Auto-close after X days if no client response.
Bonus: send a “We’re closing this ticket unless you respond” email first.
✅ 4. Educate Your Clients
Train your users that closing a ticket doesn’t mean you’re gone forever. If they reply to a closed ticket, PSA reopens it (or creates a new one—your choice). No service is lost. They just stop seeing that old ticket hanging around.
✅ 5. Audit Monthly
Every 30 days, pull a list of tickets over 30+ days old and review with the team. If it’s dead, close it. If it’s alive, update it.
Wrap-Up
We use X instead of hardcoded numbers here—because there’s no one-size-fits-all. Your ticket lifecycle should be constructed around your internal SLAs, external client expectations, and operational policies. What works for a 5-person TSP isn’t going to cut it for a 50-person service desk with a 24/7 NOC.

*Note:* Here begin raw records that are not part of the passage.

//! Legacy contract adapter — fixed-schema records, no content-addressed data.

use std::sync::Arc;

use async_trait::async_trait;
use serde_json::json;

use artchain_types::{AccountAddress, ArtworkRecord, ContentId, ContractVariant};

use crate::adapter::{ArtworkSubmission, ContentRefs, LedgerAdapter};
use crate::contract::ContractCalls;
use crate::rpc::{ConfirmationPolicy, JsonRpcClient};
use crate::LedgerError;

pub struct LegacyLedger {
    calls: ContractCalls,
}

impl LegacyLedger {
    pub fn new(
        client: Arc<JsonRpcClient>,
        contract_address: AccountAddress,
        policy: ConfirmationPolicy,
    ) -> Self {
        Self {
            calls: ContractCalls::new(client, contract_address, policy),
        }
    }
}

#[async_trait]
impl LedgerAdapter for LegacyLedger {
    fn variant(&self) -> ContractVariant {
        ContractVariant::Legacy
    }

    fn contract_address(&self) -> &AccountAddress {
        &self.calls.address
    }

    /// The legacy call signature takes only the fingerprint; any
    /// content-addressed payload the caller collected stays cache-side.
    async fn submit(
        &self,
        content_id: &ContentId,
        _submission: &ArtworkSubmission,
    ) -> Result<(), LedgerError> {
        self.calls
            .send_and_confirm("art_submitArtwork", json!([self.calls.address, content_id]))
            .await
    }

    async fn vote(
        &self,
        content_id: &ContentId,
        is_original: bool,
        claimed_author: &str,
        validator: &AccountAddress,
    ) -> Result<(), LedgerError> {
        self.calls
            .vote(content_id, is_original, claimed_author, validator)
            .await
    }

    async fn read(&self, content_id: &ContentId) -> Result<Option<ArtworkRecord>, LedgerError> {
        self.calls.read(content_id).await
    }

    async fn list(&self) -> Result<Vec<ContentId>, LedgerError> {
        self.calls.list().await
    }

    async fn has_voted(
        &self,
        content_id: &ContentId,
        validator: &AccountAddress,
    ) -> Result<bool, LedgerError> {
        self.calls.has_voted(content_id, validator).await
    }

    async fn has_content_refs(&self, _content_id: &ContentId) -> Result<bool, LedgerError> {
        Ok(false)
    }

    async fn content_refs(&self, _content_id: &ContentId) -> Result<ContentRefs, LedgerError> {
        Ok(ContentRefs::default())
    }
}
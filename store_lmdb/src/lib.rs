//! LMDB cache backend for the ArtChain backend.
//!
//! Implements [`artchain_store::ArtworkCacheStore`] using the `heed` LMDB
//! bindings. One environment holds the `artworks` table (content id → bincode
//! row) and the `order` index (big-endian creation time ++ content id), which
//! gives a stable newest-first listing without scanning rows.

pub mod artwork;
pub mod environment;
pub mod error;

pub use artwork::LmdbArtworkStore;
pub use environment::LmdbEnvironment;
pub use error::LmdbError;
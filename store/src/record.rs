//! Cache row types.
//!
//! `CacheRecord` mirrors the ledger's confirmed state in cache-native widths
//! plus local bookkeeping. Extended-variant fields travel in a serialized
//! side-channel because the cache schema predates the Extended contract.

use serde::{Deserialize, Serialize};

use artchain_types::{ContentId, Timestamp};

/// A locally cached artwork row. 1:1 eventually-consistent mirror of a ledger
/// record, keyed by content id.
#[derive(Clone, Debug, PartialEq, Eq, Serialize, Deserialize)]
pub struct CacheRecord {
    pub content_id: ContentId,
    pub title: String,
    pub artist: String,
    pub original_author: String,
    pub is_original: bool,
    pub validated: bool,
    pub consensus_count: u32,
    pub required_validators: u32,
    /// JSON-encoded [`SideChannel`] for Extended-variant fields; `None` on
    /// pure-legacy rows.
    pub side_channel: Option<String>,
    /// Local creation instant (first successful ledger submission).
    pub created_at: Timestamp,
    /// Local instant of the last reconciliation.
    pub updated_at: Timestamp,
}

/// Extended-variant fields carried through the cache's back-compat encoding.
#[derive(Clone, Debug, Default, PartialEq, Eq, Serialize, Deserialize)]
pub struct SideChannel {
    #[serde(default)]
    pub image_uris: Vec<String>,
    #[serde(default)]
    pub metadata_uri: Option<String>,
    #[serde(default)]
    pub description: Option<String>,
    #[serde(default)]
    pub medium: Option<String>,
    #[serde(default)]
    pub year: Option<String>,
    #[serde(default)]
    pub dimensions: Option<String>,
    #[serde(default)]
    pub additional_info: Option<String>,
}

impl SideChannel {
    /// Serialize for storage in the cache row.
    pub fn encode(&self) -> String {
        serde_json::to_string(self).expect("side channel is always JSON-serializable")
    }

    /// Parse a stored side channel. Returns `None` on malformed payloads —
    /// old rows may hold a bare URL string rather than JSON.
    pub fn decode(raw: &str) -> Option<Self> {
        serde_json::from_str(raw).ok()
    }
}

#[cfg(test)]
mod tests {
    use super::*;

    #[test]
    fn side_channel_round_trips() {
        let side = SideChannel {
            image_uris: vec!["ipfs://a".into(), "ipfs://b".into()],
            metadata_uri: Some("ipfs://meta".into()),
            description: Some("oil on canvas".into()),
            medium: Some("painting".into()),
            year: Some("2024".into()),
            dimensions: None,
            additional_info: None,
        };
        let decoded = SideChannel::decode(&side.encode()).unwrap();
        assert_eq!(decoded, side);
    }

    #[test]
    fn bare_url_decodes_to_none() {
        assert!(SideChannel::decode("https://example.com/art.png").is_none());
    }

    #[test]
    fn missing_fields_default() {
        let decoded = SideChannel::decode(r#"{"image_uris":["ipfs://x"]}"#).unwrap();
        assert_eq!(decoded.image_uris.len(), 1);
        assert!(decoded.metadata_uri.is_none());
    }
}
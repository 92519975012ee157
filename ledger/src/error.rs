use thiserror::Error;

/// The ledger's rejection message for a duplicate vote. The contract reverts
/// with exactly this reason; matching it is one of the two duplicate-vote
/// detection paths (the other is the `art_hasVoted` pre-flight read).
pub const ALREADY_VOTED_REASON: &str = "Already voted";

#[derive(Debug, Error)]
pub enum LedgerError {
    /// Ledger node unreachable or not responding. Retryable by the caller.
    #[error("ledger unavailable: {0}")]
    Unavailable(String),

    /// The ledger refused the transaction. Carries the ledger-provided
    /// reason verbatim. Not retried automatically.
    #[error("ledger rejected transaction: {reason}")]
    Rejected { reason: String },

    /// The validator has already voted on this artwork. Recoverable,
    /// per-caller; the record state is unchanged.
    #[error("validator has already voted on this artwork")]
    AlreadyVoted,

    /// The transaction was broadcast but did not reach the configured
    /// confirmation depth in time. MUST NOT be treated as committed.
    #[error("transaction {tx_hash} unconfirmed after {waited_secs}s")]
    ConfirmationTimeout { tx_hash: String, waited_secs: u64 },

    /// The node answered with something the wire types cannot make sense of.
    #[error("invalid ledger response: {0}")]
    InvalidResponse(String),

    /// The requested operation does not exist on this contract variant.
    #[error("operation not supported by the {0} contract")]
    Unsupported(&'static str),
}

impl LedgerError {
    /// Classify a rejection reason, folding the duplicate-vote revert into
    /// its structured variant.
    pub fn from_rejection(reason: String) -> Self {
        if reason.contains(ALREADY_VOTED_REASON) {
            LedgerError::AlreadyVoted
        } else {
            LedgerError::Rejected { reason }
        }
    }
}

One thing doesn’t change: metric reporting will always lie if your service boards aren’t actively maintained—by humans, workflows, or both. Garbage in, garbage out.
Open tickets aren’t just digital clutter—they lead to false utilization, missed revenue, and confused clients. If your ConnectWise dashboard looks more like a graveyard than a living system, it’s time to clean house.
Start small. Automate what you can. Close tickets with confidence.
Because a clean board isn’t just prettier—it’s smarter, more profitable, and way less stressful.